* _Task instructions_:
Look through the entries for the line containing "impl<T, const N: usize>". Then output that line and every line after it, exactly, to the end.

* _Input records_:
use crate::list::cursor::{Cursor, CursorBackIter, CursorIter};
use crate::list::{List, Node};
use std::fmt;
use std::iter::FusedIterator;
use std::marker::PhantomData;
use std::ptr::NonNull;

/// An iterator over the elements of a `List`.
///
/// The node pair `start..end` bounds the half-open range not yet
/// yielded, `start` included and `end` excluded.
///
/// No reference to the list is stored; the `PhantomData<&'a List<T>>`
/// marker carries the shared borrow, so the list cannot be edited while
/// the iterator is alive.
///
/// # Examples
///
/// ```compile_fail
/// use sentinel_list::List;
///
/// let mut list = List::from_iter(['m', 'n']);
/// let mut iter = list.iter();
///
/// list.push_back('o'); // the shared borrow is still held by `iter`
/// iter.next();
/// ```
pub struct Iter<'a, T: 'a> {
    start: NonNull<Node<T>>,
    end: NonNull<Node<T>>,
    len: usize,
    _marker: PhantomData<&'a List<T>>,
}

impl<'a, T: 'a> Iter<'a, T> {
    pub(crate) fn new(list: &'a List<T>) -> Self {
        Self {
            start: list.front_node(),
            end: list.tail_node(),
            len: list.len(),
            _marker: PhantomData,
        }
    }
}

impl<'a, T: 'a> Clone for Iter<'a, T> {
    /// Copies the `start..end` bounds; no element is cloned.
    fn clone(&self) -> Self {
        Iter { ..*self }
    }
}

impl<'a, T: fmt::Debug + 'a> fmt::Debug for Iter<'a, T> {
    fn fmt(&self, f: &mut fmt::Formatter<'_>) -> fmt::Result {
        let mut f = f.debug_tuple("Iter");
        for element in self.clone() {
            f.field(element);
        }
        f.finish()
    }
}

impl<'a, T: 'a> Iterator for Iter<'a, T> {
    type Item = &'a T;

    /// Yields `*start` and narrows the range to `(start.next)..end`, or
    /// yields `None` once `start..end` is empty.
    fn next(&mut self) -> Option<Self::Item> {
        if self.start == self.end {
            return None;
        }
        // SAFETY: `start..end` is a valid range of the list and is
        // non-empty here, so `start` is a live node.
        let current = unsafe { self.start.as_ref() };
        self.start = current.next;
        self.len -= 1;
        Some(&current.element)
    }

    fn size_hint(&self) -> (usize, Option<usize>) {
        (self.len, Some(self.len))
    }

    fn last(mut self) -> Option<Self::Item>
    where
        Self: Sized,
    {
        self.next_back()
    }
}

impl<'a, T: 'a> DoubleEndedIterator for Iter<'a, T> {
    /// Narrows the range to `start..(end.prev)` and yields the node that
    /// `end` now points at, or yields `None` once `start..end` is empty.
    fn next_back(&mut self) -> Option<Self::Item> {
        if self.start == self.end {
            return None;
        }
        // SAFETY: `start..end` is a valid range of the list and is
        // non-empty here, so `end.prev` is a live node.
        self.end = unsafe { self.end.as_ref().prev };
        let current = unsafe { self.end.as_ref() };
        self.len -= 1;
        Some(&current.element)
    }
}

impl<'a, T: 'a> ExactSizeIterator for Iter<'a, T> {}

impl<'a, T: 'a> FusedIterator for Iter<'a, T> {}

/// A mutable iterator over the elements of a `List`.
///
/// The node pair `start..end` bounds the half-open range not yet
/// yielded.
///
/// The `PhantomData<&'a mut List<T>>` marker carries the exclusive
/// borrow, so the list cannot even be read while the iterator is alive.
///
/// # Examples
///
/// ```compile_fail
/// use sentinel_list::List;
///
/// let mut list = List::from_iter(['m', 'n']);
/// let mut iter = list.iter_mut();
///
/// let front = list.front(); // the exclusive borrow is still held by `iter`
/// iter.next();
/// ```
pub struct IterMut<'a, T: 'a> {
    start: NonNull<Node<T>>,
    end: NonNull<Node<T>>,
    len: usize,
    _marker: PhantomData<&'a mut List<T>>,
}

impl<'a, T: 'a> IterMut<'a, T> {
    pub(crate) fn new(list: &'a mut List<T>) -> Self {
        Self {
            start: list.front_node(),
            end: list.tail_node(),
            len: list.len(),
            _marker: PhantomData,
        }
    }
}

impl<'a, T: fmt::Debug + 'a> fmt::Debug for IterMut<'a, T> {
    fn fmt(&self, f: &mut fmt::Formatter<'_>) -> fmt::Result {
        let mut f = f.debug_tuple("IterMut");
        // SAFETY: `start..end` is a valid range of the list; every node
        // before `end` is live and readable through a shared reference.
        let mut at = self.start;
        while at != self.end {
            let node = unsafe { at.as_ref() };
            f.field(&node.element);
            at = node.next;
        }
        f.finish()
    }
}

impl<'a, T: 'a> Iterator for IterMut<'a, T> {
    type Item = &'a mut T;

    /// Yields `*start` and narrows the range to `(start.next)..end`, or
    /// yields `None` once `start..end` is empty.
    fn next(&mut self) -> Option<Self::Item> {
        if self.start == self.end {
            return None;
        }
        // SAFETY: `start..end` is a valid range of the list and is
        // non-empty here. Each node is yielded at most once, so the
        // mutable borrows never overlap.
        let current = unsafe { self.start.as_mut() };
        self.start = current.next;
        self.len -= 1;
        Some(&mut current.element)
    }

    fn size_hint(&self) -> (usize, Option<usize>) {
        (self.len, Some(self.len))
    }

    fn last(mut self) -> Option<Self::Item>
    where
        Self: Sized,
    {
        self.next_back()
    }
}

impl<'a, T: 'a> DoubleEndedIterator for IterMut<'a, T> {
    /// Narrows the range to `start..(end.prev)` and yields the node that
    /// `end` now points at, or yields `None` once `start..end` is empty.
    fn next_back(&mut self) -> Option<Self::Item> {
        if self.start == self.end {
            return None;
        }
        // SAFETY: `start..end` is a valid range of the list and is
        // non-empty here. Each node is yielded at most once, so the
        // mutable borrows never overlap.
        self.end = unsafe { self.end.as_ref().prev };
        let current = unsafe { self.end.as_mut() };
        self.len -= 1;
        Some(&mut current.element)
    }
}

impl<'a, T: 'a> ExactSizeIterator for IterMut<'a, T> {}

impl<'a, T: 'a> FusedIterator for IterMut<'a, T> {}

/// An owning iterator over the elements of a `List`.
///
/// Returned by the `IntoIterator` impl for [`List`]. It keeps the list
/// inside and pops an end on every step, so the remaining elements are
/// dropped with the iterator.
pub struct IntoIter<T> {
    list: List<T>,
}

impl<T: fmt::Debug> fmt::Debug for IntoIter<T> {
    fn fmt(&self, f: &mut fmt::Formatter<'_>) -> fmt::Result {
        f.debug_struct("IntoIter")
            .field("list", &self.list)
            .finish()
    }
}

impl<T> Iterator for IntoIter<T> {
    type Item = T;

    fn next(&mut self) -> Option<Self::Item> {
        self.list.pop_front()
    }

    fn size_hint(&self) -> (usize, Option<usize>) {
        let len = self.list.len();
        (len, Some(len))
    }

    fn last(mut self) -> Option<Self::Item>
    where
        Self: Sized,
    {
        self.next_back()
    }
}

impl<T> DoubleEndedIterator for IntoIter<T> {
    fn next_back(&mut self) -> Option<Self::Item> {
        self.list.pop_back()
    }
}

impl<T> ExactSizeIterator for IntoIter<T> {}

impl<T> FusedIterator for IntoIter<T> {}

impl<T> IntoIterator for List<T> {
    type Item = T;
    type IntoIter = IntoIter<T>;

    fn into_iter(self) -> Self::IntoIter {
        IntoIter { list: self }
    }
}

impl<'a, T> IntoIterator for &'a List<T> {
    type Item = &'a T;
    type IntoIter = Iter<'a, T>;

    fn into_iter(self) -> Self::IntoIter {
        self.iter()
    }
}

impl<'a, T> IntoIterator for &'a mut List<T> {
    type Item = &'a mut T;
    type IntoIter = IterMut<'a, T>;

    fn into_iter(self) -> Self::IntoIter {
        self.iter_mut()
    }
}

impl<T> Extend<T> for List<T> {
    fn extend<I: IntoIterator<Item = T>>(&mut self, iter: I) {
        iter.into_iter().for_each(|item| self.push_back(item));
    }
}

impl<'a, T: 'a + Copy> Extend<&'a T> for List<T> {
    fn extend<I: IntoIterator<Item = &'a T>>(&mut self, iter: I) {
        self.extend(iter.into_iter().copied())
    }
}

impl<T> FromIterator<T> for List<T> {
    fn from_iter<I: IntoIterator<Item = T>>(iter: I) -> Self {
        let mut list = List::new();
        list.extend(iter);
        list
    }
}

/// Builds a list from an array, keeping the element order.
///
/// # Examples
///
/// ```
/// use sentinel_list::List;
///
/// let list = List::from(['a', 'b', 'c']);
/// assert_eq!(Vec::from_iter(list), vec!['a', 'b', 'c']);
/// ```
impl<T, const N: usize> From<[T; N]> for List<T> {
    fn from(values: [T; N]) -> Self {
        Self::from_iter(values)
    }
}

impl<'a, T: 'a> Iterator for CursorIter<'a, T> {
    type Item = &'a T;

    fn next(&mut self) -> Option<Self::Item> {
        let current = self.cursor.current();
        self.cursor.move_next_wrapping();
        current
    }
}

impl<'a, T: 'a> Iterator for CursorBackIter<'a, T> {
    type Item = &'a T;

    fn next(&mut self) -> Option<Self::Item> {
        self.cursor.move_prev_wrapping();
        self.cursor.current()
    }
}

/// Starts a wrapping, non-fused walk from the cursor position; see
/// [`CursorIter`].
impl<'a, T: 'a> IntoIterator for Cursor<'a, T> {
    type Item = &'a T;
    type IntoIter = CursorIter<'a, T>;

    fn into_iter(self) -> Self::IntoIter {
        CursorIter { cursor: self }
    }
}

unsafe impl<T: Sync> Send for Iter<'_, T> {}

unsafe impl<T: Sync> Sync for Iter<'_, T> {}

unsafe impl<T: Send> Send for IterMut<'_, T> {}

unsafe impl<T: Sync> Sync for IterMut<'_, T> {}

* _Reply to the exercise_:
impl<T, const N: usize> From<[T; N]> for List<T> {
    fn from(values: [T; N]) -> Self {
        Self::from_iter(values)
    }
}

impl<'a, T: 'a> Iterator for CursorIter<'a, T> {
    type Item = &'a T;

    fn next(&mut self) -> Option<Self::Item> {
        let current = self.cursor.current();
        self.cursor.move_next_wrapping();
        current
    }
}

impl<'a, T: 'a> Iterator for CursorBackIter<'a, T> {
    type Item = &'a T;

    fn next(&mut self) -> Option<Self::Item> {
        self.cursor.move_prev_wrapping();
        self.cursor.current()
    }
}

/// Starts a wrapping, non-fused walk from the cursor position; see
/// [`CursorIter`].
impl<'a, T: 'a> IntoIterator for Cursor<'a, T> {
    type Item = &'a T;
    type IntoIter = CursorIter<'a, T>;

    fn into_iter(self) -> Self::IntoIter {
        CursorIter { cursor: self }
    }
}

unsafe impl<T: Sync> Send for Iter<'_, T> {}

unsafe impl<T: Sync> Sync for Iter<'_, T> {}

unsafe impl<T: Send> Send for IterMut<'_, T> {}

unsafe impl<T: Sync> Sync for IterMut<'_, T> {}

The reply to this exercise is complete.